Medicare AdvantagePrior AuthMedium impact
Ryplazim (plasminogen, human-tvmh) (Revised)
Humana·FL, KY, SC, VA · Hematology, Pediatrics·Medicaid
Effective date
Dec 17, 2025
We identified it
Jun 25, 2026
Summary
Humana revised its prior authorization policy for Ryplazim (plasminogen, human-tvmh) effective December 17, 2025, for Medicare and select state Medicaid programs (FL, KY, SC, VA). This is a rare disease therapy requiring prior authorization with four specific clinical criteria: hematologist prescription, confirmed Type 1 plasminogen deficiency diagnosis, baseline plasminogen activity ≤45%, and documented history of associated lesions/symptoms.

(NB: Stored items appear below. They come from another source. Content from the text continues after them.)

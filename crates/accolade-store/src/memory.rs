// crates/accolade-store/src/memory.rs
//
// In-memory Ledger Store.
//
// All ledger state sits behind one mutex. A transaction holds the lock for
// its whole lifetime, which makes transactions trivially serializable, and
// stages its writes in an overlay that is merged into the shared state only
// when the body succeeds. A failed body leaves the state untouched.
//
// Edges are kept in a map keyed by (endorser, recipient, domain) with
// per-endorser and per-recipient key indexes, so cycles in the endorsement
// graph need no special handling.

use std::collections::{BTreeMap, BTreeSet};
use std::sync::{Mutex, MutexGuard};

use chrono::{DateTime, Utc};

use accolade_core::endorsement::{Domain, EdgeKey, Endorsement, UserId};
use accolade_core::error::LedgerError;
use accolade_core::traits::{LedgerStore, LedgerTxn};

#[derive(Debug, Default)]
struct LedgerState {
    /// Known users and when they were first seen.
    users: BTreeMap<UserId, DateTime<Utc>>,
    edges: BTreeMap<EdgeKey, Endorsement>,
    by_endorser: BTreeMap<UserId, BTreeSet<EdgeKey>>,
    by_recipient: BTreeMap<UserId, BTreeSet<EdgeKey>>,
}

impl LedgerState {
    fn insert_edge(&mut self, edge: Endorsement) {
        let key = edge.key();
        self.by_endorser
            .entry(key.endorser_id.clone())
            .or_default()
            .insert(key.clone());
        self.by_recipient
            .entry(key.recipient_id.clone())
            .or_default()
            .insert(key.clone());
        self.edges.insert(key, edge);
    }

    fn remove_edge(&mut self, key: &EdgeKey) {
        if self.edges.remove(key).is_none() {
            return;
        }
        if let Some(keys) = self.by_endorser.get_mut(&key.endorser_id) {
            keys.remove(key);
            if keys.is_empty() {
                self.by_endorser.remove(&key.endorser_id);
            }
        }
        if let Some(keys) = self.by_recipient.get_mut(&key.recipient_id) {
            keys.remove(key);
            if keys.is_empty() {
                self.by_recipient.remove(&key.recipient_id);
            }
        }
    }

    fn incoming_weight(&self, user: &UserId) -> Result<u64, LedgerError> {
        let sum = self
            .by_recipient
            .get(user)
            .into_iter()
            .flatten()
            .filter_map(|k| self.edges.get(k))
            .try_fold(0u64, |acc, e| acc.checked_add(e.weight));
        sum.ok_or_else(|| influence_overflow(user))
    }

    fn collect(&self, keys: Option<&BTreeSet<EdgeKey>>, domain: Option<&Domain>) -> Vec<Endorsement> {
        keys.into_iter()
            .flatten()
            .filter(|k| domain.map_or(true, |d| &k.domain == d))
            .filter_map(|k| self.edges.get(k).cloned())
            .collect()
    }

    /// Merge a committed transaction's overlay.
    fn apply(
        &mut self,
        users: BTreeMap<UserId, DateTime<Utc>>,
        edges: BTreeMap<EdgeKey, Option<Endorsement>>,
    ) {
        for (user, seen_at) in users {
            self.users.entry(user).or_insert(seen_at);
        }
        for (key, staged) in edges {
            match staged {
                Some(edge) => self.insert_edge(edge),
                None => self.remove_edge(&key),
            }
        }
    }
}

fn influence_overflow(user: &UserId) -> LedgerError {
    LedgerError::Persistence(format!("influence counter out of range for {}", user))
}

/// Uncommitted view over the locked state.
struct MemoryTxn<'a> {
    base: &'a LedgerState,
    users: BTreeMap<UserId, DateTime<Utc>>,
    /// Staged edge writes; `None` marks a deletion.
    edges: BTreeMap<EdgeKey, Option<Endorsement>>,
}

impl<'a> MemoryTxn<'a> {
    fn new(base: &'a LedgerState) -> Self {
        Self {
            base,
            users: BTreeMap::new(),
            edges: BTreeMap::new(),
        }
    }
}

impl LedgerTxn for MemoryTxn<'_> {
    fn ensure_user(&mut self, user: &UserId, seen_at: DateTime<Utc>) -> Result<(), LedgerError> {
        if !self.base.users.contains_key(user) {
            self.users.entry(user.clone()).or_insert(seen_at);
        }
        Ok(())
    }

    fn incoming_weight(&mut self, user: &UserId) -> Result<u64, LedgerError> {
        let committed = self
            .base
            .by_recipient
            .get(user)
            .into_iter()
            .flatten()
            .filter(|k| !self.edges.contains_key(*k))
            .filter_map(|k| self.base.edges.get(k))
            .try_fold(0u64, |acc, e| acc.checked_add(e.weight));

        let staged = self
            .edges
            .iter()
            .filter(|(k, _)| &k.recipient_id == user)
            .filter_map(|(_, e)| e.as_ref())
            .try_fold(0u64, |acc, e| acc.checked_add(e.weight));

        committed
            .zip(staged)
            .and_then(|(c, s)| c.checked_add(s))
            .ok_or_else(|| influence_overflow(user))
    }

    fn edge(&mut self, key: &EdgeKey) -> Result<Option<Endorsement>, LedgerError> {
        match self.edges.get(key) {
            Some(staged) => Ok(staged.clone()),
            None => Ok(self.base.edges.get(key).cloned()),
        }
    }

    fn put_edge(&mut self, edge: &Endorsement) -> Result<(), LedgerError> {
        let key = edge.key();
        let previous = self.edge(&key)?.map(|e| e.weight).unwrap_or(0);
        self.incoming_weight(&key.recipient_id)?
            .checked_sub(previous)
            .and_then(|t| t.checked_add(edge.weight))
            .ok_or_else(|| influence_overflow(&key.recipient_id))?;

        self.edges.insert(key, Some(edge.clone()));
        Ok(())
    }

    fn delete_edge(&mut self, key: &EdgeKey) -> Result<bool, LedgerError> {
        let existed = self.edge(key)?.is_some();
        if existed {
            self.edges.insert(key.clone(), None);
        }
        Ok(existed)
    }

    fn edges_from(
        &mut self,
        endorser: &UserId,
        domain: Option<&Domain>,
    ) -> Result<Vec<Endorsement>, LedgerError> {
        let mut out: Vec<Endorsement> = self
            .base
            .by_endorser
            .get(endorser)
            .into_iter()
            .flatten()
            .filter(|k| !self.edges.contains_key(*k))
            .filter(|k| domain.map_or(true, |d| &k.domain == d))
            .filter_map(|k| self.base.edges.get(k).cloned())
            .collect();

        out.extend(
            self.edges
                .iter()
                .filter(|(k, _)| &k.endorser_id == endorser)
                .filter(|(k, _)| domain.map_or(true, |d| &k.domain == d))
                .filter_map(|(_, e)| e.clone()),
        );

        Ok(out)
    }
}

/// In-memory `LedgerStore`.
#[derive(Debug, Default)]
pub struct MemoryStore {
    state: Mutex<LedgerState>,
}

impl MemoryStore {
    /// Create a new empty in-memory store.
    pub fn new() -> Self {
        Self::default()
    }

    /// Number of edges currently stored.
    pub fn edge_count(&self) -> Result<usize, LedgerError> {
        Ok(self.lock()?.edges.len())
    }

    fn lock(&self) -> Result<MutexGuard<'_, LedgerState>, LedgerError> {
        self.state
            .lock()
            .map_err(|e| LedgerError::Persistence(format!("Mutex poisoned: {}", e)))
    }
}

impl LedgerStore for MemoryStore {
    fn transact<T, F>(&self, body: F) -> Result<T, LedgerError>
    where
        F: FnOnce(&mut dyn LedgerTxn) -> Result<T, LedgerError>,
    {
        let mut state = self.lock()?;
        let mut txn = MemoryTxn::new(&state);
        let out = body(&mut txn)?;
        let MemoryTxn { users, edges, .. } = txn;
        state.apply(users, edges);
        Ok(out)
    }

    fn edges_by_endorser(
        &self,
        endorser: &UserId,
        domain: Option<&Domain>,
    ) -> Result<Vec<Endorsement>, LedgerError> {
        let state = self.lock()?;
        Ok(state.collect(state.by_endorser.get(endorser), domain))
    }

    fn edges_by_recipient(
        &self,
        recipient: &UserId,
        domain: Option<&Domain>,
    ) -> Result<Vec<Endorsement>, LedgerError> {
        let state = self.lock()?;
        Ok(state.collect(state.by_recipient.get(recipient), domain))
    }

    fn scan_edges(&self, domain: Option<&Domain>) -> Result<Vec<Endorsement>, LedgerError> {
        let state = self.lock()?;
        Ok(state
            .edges
            .values()
            .filter(|e| domain.map_or(true, |d| &e.domain == d))
            .cloned()
            .collect())
    }

    fn incoming_weight(&self, user: &UserId) -> Result<u64, LedgerError> {
        self.lock()?.incoming_weight(user)
    }

    fn contains_user(&self, user: &UserId) -> Result<bool, LedgerError> {
        Ok(self.lock()?.users.contains_key(user))
    }

    fn backend_name(&self) -> &'static str {
        "memory"
    }
}

#[cfg(test)]
mod tests {
    use super::*;

    fn uid(s: &str) -> UserId {
        UserId::new(s).unwrap()
    }

    fn key(a: &str, b: &str, d: &str) -> EdgeKey {
        EdgeKey::new(uid(a), uid(b), Domain::new(d).unwrap())
    }

    fn put(store: &MemoryStore, a: &str, b: &str, d: &str, weight: u64) {
        store
            .transact(|txn| {
                let edge = Endorsement::create(key(a, b, d), weight, Utc::now());
                txn.put_edge(&edge)
            })
            .unwrap();
    }

    #[test]
    fn committed_writes_are_visible_to_reads() {
        let store = MemoryStore::new();
        put(&store, "alice", "bob", "skill", 3);
        put(&store, "carol", "bob", "skill", 4);

        assert_eq!(store.incoming_weight(&uid("bob")).unwrap(), 7);
        assert_eq!(store.edges_by_recipient(&uid("bob"), None).unwrap().len(), 2);
        assert_eq!(store.edges_by_endorser(&uid("alice"), None).unwrap().len(), 1);
        assert_eq!(store.edge_count().unwrap(), 2);
    }

    #[test]
    fn failed_body_leaves_state_untouched() {
        let store = MemoryStore::new();
        let result: Result<(), LedgerError> = store.transact(|txn| {
            txn.ensure_user(&uid("alice"), Utc::now())?;
            txn.put_edge(&Endorsement::create(key("alice", "bob", "skill"), 1, Utc::now()))?;
            Err(LedgerError::Timeout("late".into()))
        });

        assert!(result.is_err());
        assert_eq!(store.edge_count().unwrap(), 0);
        assert!(!store.contains_user(&uid("alice")).unwrap());
    }

    #[test]
    fn txn_reads_see_staged_writes() {
        let store = MemoryStore::new();
        put(&store, "alice", "bob", "skill", 2);

        store
            .transact(|txn| {
                txn.put_edge(&Endorsement::create(key("carol", "bob", "skill"), 5, Utc::now()))?;
                assert_eq!(txn.incoming_weight(&uid("bob"))?, 7);

                assert!(txn.delete_edge(&key("alice", "bob", "skill"))?);
                assert_eq!(txn.incoming_weight(&uid("bob"))?, 5);
                assert!(txn.edge(&key("alice", "bob", "skill"))?.is_none());
                assert!(!txn.delete_edge(&key("alice", "bob", "skill"))?);
                Ok(())
            })
            .unwrap();

        assert_eq!(store.incoming_weight(&uid("bob")).unwrap(), 5);
    }

    #[test]
    fn edges_from_merges_staged_and_filters_domain() {
        let store = MemoryStore::new();
        put(&store, "alice", "bob", "skill", 1);
        put(&store, "alice", "carol", "ethics", 1);

        store
            .transact(|txn| {
                txn.put_edge(&Endorsement::create(key("alice", "dave", "skill"), 1, Utc::now()))?;
                let skill = Domain::new("skill").unwrap();
                assert_eq!(txn.edges_from(&uid("alice"), Some(&skill))?.len(), 2);
                assert_eq!(txn.edges_from(&uid("alice"), None)?.len(), 3);
                Ok(())
            })
            .unwrap();
    }

    #[test]
    fn recipient_total_overflow_is_rejected() {
        let store = MemoryStore::new();
        put(&store, "alice", "bob", "skill", u64::MAX - 1);

        let result = store.transact(|txn| {
            txn.put_edge(&Endorsement::create(key("carol", "bob", "skill"), 2, Utc::now()))
        });
        assert!(matches!(result, Err(LedgerError::Persistence(_))));
        assert_eq!(store.incoming_weight(&uid("bob")).unwrap(), u64::MAX - 1);
        assert_eq!(store.edge_count().unwrap(), 1);

        // Replacing the existing edge only counts the difference.
        store
            .transact(|txn| {
                txn.put_edge(&Endorsement::create(key("alice", "bob", "skill"), u64::MAX, Utc::now()))
            })
            .unwrap();
        assert_eq!(store.incoming_weight(&uid("bob")).unwrap(), u64::MAX);
    }

    #[test]
    fn cyclic_edges_are_plain_records() {
        let store = MemoryStore::new();
        put(&store, "alice", "bob", "skill", 1);
        put(&store, "bob", "alice", "skill", 1);
        put(&store, "alice", "alice", "skill", 1);

        assert_eq!(store.incoming_weight(&uid("alice")).unwrap(), 2);
        assert_eq!(store.scan_edges(None).unwrap().len(), 3);
    }
}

Billing teams must ensure all four criteria are met before claims are submitted and prior authorization is obtained.
Action Required
Before December 17, 2025: (1) Billing team must implement prior authorization requirement in billing system for Ryplazim (plasminogen, human-tvmh) intravenous solution across all affected Humana plans; (2) Update clinical documentation requirements checklist to capture: hematologist consultation documentation, Type 1 PLGD diagnosis code (ICD-10: E88.02 or similar), baseline plasminogen activity level (≤45%), and documentation of associated lesions (ligneous conjunctivitis, ear/mouth/respiratory/GI/urogenital lesions); (3) Providers must submit prior authorization request with all four criteria documented before dispensing; (4) Front desk staff should flag Ryplazim prescriptions for immediate prior authorization processing; (5) Update EMR templates or encounter forms to prompt for hematology consultation confirmation; (6) Consequence: Claims submitted without prior authorization or missing any of the four criteria will be denied. All affected state Medicaid programs (FL, KY, SC, VA) and Medicare Advantage members require this prior auth; no exceptions.